### ACTIVITY
Once you find a line containing the word "SessionStage" in the entries below, copy it.

### GIVEN RECORDS
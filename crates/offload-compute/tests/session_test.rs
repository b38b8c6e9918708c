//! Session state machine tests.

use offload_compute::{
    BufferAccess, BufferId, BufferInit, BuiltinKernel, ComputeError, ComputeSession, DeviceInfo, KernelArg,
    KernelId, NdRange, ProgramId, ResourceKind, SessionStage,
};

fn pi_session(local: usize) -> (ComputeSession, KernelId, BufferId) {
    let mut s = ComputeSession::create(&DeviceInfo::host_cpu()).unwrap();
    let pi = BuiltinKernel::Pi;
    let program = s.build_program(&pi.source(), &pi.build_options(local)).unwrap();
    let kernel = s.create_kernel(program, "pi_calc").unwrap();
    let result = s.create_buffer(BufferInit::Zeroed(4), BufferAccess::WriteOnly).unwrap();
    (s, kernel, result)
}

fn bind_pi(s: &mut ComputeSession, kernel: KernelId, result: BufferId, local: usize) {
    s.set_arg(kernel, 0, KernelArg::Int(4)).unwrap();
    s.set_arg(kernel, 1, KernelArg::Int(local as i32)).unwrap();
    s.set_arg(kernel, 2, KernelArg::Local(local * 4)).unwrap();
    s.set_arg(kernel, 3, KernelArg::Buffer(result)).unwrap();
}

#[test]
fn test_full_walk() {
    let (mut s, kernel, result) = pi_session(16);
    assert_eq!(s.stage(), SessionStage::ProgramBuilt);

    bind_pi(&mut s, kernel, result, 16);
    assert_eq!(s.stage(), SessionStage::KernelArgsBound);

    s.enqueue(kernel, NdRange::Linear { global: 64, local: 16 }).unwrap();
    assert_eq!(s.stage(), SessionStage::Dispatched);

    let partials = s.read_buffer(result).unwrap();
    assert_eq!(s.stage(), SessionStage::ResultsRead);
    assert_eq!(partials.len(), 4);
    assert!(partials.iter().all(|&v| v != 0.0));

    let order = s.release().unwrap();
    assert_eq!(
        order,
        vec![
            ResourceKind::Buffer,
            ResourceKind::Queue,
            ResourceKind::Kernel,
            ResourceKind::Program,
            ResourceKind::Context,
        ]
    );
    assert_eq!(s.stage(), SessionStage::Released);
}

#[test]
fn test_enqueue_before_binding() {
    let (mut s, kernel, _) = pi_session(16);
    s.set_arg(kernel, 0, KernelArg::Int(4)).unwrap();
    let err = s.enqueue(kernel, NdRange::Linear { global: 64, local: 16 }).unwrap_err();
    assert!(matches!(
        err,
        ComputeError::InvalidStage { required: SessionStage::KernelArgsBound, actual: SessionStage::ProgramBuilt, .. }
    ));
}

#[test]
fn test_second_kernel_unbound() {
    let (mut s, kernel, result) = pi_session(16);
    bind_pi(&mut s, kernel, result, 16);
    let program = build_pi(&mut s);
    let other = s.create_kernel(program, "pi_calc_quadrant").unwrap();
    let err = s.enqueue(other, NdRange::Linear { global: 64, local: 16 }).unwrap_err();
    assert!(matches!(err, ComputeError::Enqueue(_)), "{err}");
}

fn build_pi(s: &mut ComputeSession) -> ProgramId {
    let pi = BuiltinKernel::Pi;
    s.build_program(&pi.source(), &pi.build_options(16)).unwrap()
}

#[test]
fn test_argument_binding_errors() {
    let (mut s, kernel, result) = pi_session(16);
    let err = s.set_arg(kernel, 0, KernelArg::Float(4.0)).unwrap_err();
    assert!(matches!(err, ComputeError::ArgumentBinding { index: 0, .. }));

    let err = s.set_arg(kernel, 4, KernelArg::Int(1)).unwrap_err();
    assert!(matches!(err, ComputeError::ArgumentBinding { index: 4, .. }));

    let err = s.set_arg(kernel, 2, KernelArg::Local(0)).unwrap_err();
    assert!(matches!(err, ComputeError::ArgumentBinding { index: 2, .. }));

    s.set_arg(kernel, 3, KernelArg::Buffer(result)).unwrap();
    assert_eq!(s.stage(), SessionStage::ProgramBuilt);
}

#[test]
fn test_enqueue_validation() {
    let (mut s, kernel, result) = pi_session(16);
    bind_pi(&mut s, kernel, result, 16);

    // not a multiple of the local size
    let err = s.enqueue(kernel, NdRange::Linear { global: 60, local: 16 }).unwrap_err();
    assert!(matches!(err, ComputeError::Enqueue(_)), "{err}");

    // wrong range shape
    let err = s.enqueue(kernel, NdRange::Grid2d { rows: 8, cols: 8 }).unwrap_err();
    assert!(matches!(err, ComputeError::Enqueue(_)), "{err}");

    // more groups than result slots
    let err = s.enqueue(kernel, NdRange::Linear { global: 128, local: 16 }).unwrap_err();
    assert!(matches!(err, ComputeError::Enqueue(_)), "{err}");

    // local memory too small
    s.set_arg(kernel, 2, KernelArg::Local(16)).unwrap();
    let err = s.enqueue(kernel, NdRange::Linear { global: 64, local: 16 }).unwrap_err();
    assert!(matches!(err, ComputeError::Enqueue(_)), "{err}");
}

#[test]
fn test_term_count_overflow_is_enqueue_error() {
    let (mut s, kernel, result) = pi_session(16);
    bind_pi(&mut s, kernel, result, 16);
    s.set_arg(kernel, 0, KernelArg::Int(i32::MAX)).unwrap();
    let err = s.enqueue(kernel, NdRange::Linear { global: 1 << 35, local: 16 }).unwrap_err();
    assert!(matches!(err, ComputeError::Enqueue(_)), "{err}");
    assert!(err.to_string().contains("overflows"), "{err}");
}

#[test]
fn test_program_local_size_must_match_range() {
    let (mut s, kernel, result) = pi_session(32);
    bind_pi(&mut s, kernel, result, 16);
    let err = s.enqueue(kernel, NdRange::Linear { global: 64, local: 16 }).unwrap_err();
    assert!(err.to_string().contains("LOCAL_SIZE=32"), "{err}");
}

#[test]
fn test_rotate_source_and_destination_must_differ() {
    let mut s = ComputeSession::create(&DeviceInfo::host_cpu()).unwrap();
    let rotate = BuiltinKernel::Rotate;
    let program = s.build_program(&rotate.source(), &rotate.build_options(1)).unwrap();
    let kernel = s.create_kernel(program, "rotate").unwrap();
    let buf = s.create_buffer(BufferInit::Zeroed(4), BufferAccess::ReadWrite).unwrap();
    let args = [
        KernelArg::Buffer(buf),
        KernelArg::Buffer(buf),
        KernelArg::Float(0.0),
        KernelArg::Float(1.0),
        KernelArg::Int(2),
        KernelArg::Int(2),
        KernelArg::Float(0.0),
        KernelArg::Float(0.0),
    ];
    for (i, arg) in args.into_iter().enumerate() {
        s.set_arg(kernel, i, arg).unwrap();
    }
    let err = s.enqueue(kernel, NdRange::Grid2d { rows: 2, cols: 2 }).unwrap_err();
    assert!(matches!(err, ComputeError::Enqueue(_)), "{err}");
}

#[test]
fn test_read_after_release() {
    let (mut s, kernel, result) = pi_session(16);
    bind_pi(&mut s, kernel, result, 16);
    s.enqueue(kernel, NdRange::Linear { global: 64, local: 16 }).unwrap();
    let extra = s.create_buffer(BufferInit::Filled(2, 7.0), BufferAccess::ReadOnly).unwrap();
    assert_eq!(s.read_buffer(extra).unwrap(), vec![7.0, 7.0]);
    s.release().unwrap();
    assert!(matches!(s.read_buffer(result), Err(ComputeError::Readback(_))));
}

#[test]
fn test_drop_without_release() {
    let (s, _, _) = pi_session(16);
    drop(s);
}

==

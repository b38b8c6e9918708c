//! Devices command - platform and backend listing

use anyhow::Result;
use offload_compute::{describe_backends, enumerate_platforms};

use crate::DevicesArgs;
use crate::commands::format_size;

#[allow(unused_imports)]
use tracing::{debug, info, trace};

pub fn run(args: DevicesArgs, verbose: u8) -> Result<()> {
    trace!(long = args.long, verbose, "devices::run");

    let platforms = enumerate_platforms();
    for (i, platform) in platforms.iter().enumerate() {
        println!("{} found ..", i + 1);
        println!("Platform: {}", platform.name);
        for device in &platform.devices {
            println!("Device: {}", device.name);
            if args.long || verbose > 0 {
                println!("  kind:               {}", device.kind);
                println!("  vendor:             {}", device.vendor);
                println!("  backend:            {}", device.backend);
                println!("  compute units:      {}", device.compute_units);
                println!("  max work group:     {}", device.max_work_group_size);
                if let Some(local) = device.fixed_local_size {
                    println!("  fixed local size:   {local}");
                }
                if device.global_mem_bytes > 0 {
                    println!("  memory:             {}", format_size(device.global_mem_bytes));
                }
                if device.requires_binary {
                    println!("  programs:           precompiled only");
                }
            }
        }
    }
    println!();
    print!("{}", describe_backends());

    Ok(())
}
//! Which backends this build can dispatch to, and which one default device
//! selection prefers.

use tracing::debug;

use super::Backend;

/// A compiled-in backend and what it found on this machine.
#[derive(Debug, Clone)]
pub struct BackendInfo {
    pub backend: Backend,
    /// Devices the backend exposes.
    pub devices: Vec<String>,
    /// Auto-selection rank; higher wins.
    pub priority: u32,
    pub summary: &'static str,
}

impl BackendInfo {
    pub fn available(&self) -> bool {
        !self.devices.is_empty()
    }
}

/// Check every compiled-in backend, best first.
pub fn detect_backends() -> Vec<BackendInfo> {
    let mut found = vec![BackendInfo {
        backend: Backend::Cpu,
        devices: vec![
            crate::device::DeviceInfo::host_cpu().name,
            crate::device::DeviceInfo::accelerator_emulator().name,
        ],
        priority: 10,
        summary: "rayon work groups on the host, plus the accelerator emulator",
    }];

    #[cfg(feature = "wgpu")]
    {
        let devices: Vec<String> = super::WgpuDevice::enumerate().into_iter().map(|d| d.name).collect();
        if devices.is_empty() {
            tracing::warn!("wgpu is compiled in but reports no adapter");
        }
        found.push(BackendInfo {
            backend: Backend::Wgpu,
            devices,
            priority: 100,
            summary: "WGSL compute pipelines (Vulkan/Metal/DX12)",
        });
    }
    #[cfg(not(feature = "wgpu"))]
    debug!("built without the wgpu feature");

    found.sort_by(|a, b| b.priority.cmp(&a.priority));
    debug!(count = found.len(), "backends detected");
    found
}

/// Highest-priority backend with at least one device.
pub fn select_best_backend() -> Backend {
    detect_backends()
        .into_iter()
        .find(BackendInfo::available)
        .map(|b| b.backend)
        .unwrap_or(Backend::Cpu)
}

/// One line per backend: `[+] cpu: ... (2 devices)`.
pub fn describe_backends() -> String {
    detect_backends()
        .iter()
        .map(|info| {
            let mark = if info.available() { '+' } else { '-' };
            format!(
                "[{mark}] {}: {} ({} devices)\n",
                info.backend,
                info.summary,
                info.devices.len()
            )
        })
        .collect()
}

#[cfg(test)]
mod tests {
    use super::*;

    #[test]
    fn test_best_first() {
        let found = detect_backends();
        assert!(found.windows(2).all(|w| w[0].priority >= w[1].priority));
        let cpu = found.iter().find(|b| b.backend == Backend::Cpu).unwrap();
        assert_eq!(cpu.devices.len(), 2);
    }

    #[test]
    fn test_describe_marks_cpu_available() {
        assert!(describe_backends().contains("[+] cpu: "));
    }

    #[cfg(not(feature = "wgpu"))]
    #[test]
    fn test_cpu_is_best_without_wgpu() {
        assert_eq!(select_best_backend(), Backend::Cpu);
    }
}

### OUTPUT FOR THIS TASK
    KernelId, NdRange, ProgramId, ResourceKind, SessionStage,
    assert_eq!(s.stage(), SessionStage::ProgramBuilt);
    assert_eq!(s.stage(), SessionStage::KernelArgsBound);
    assert_eq!(s.stage(), SessionStage::Dispatched);
    assert_eq!(s.stage(), SessionStage::ResultsRead);
    assert_eq!(s.stage(), SessionStage::Released);
        ComputeError::InvalidStage { required: SessionStage::KernelArgsBound, actual: SessionStage::ProgramBuilt, .. }
    assert_eq!(s.stage(), SessionStage::ProgramBuilt);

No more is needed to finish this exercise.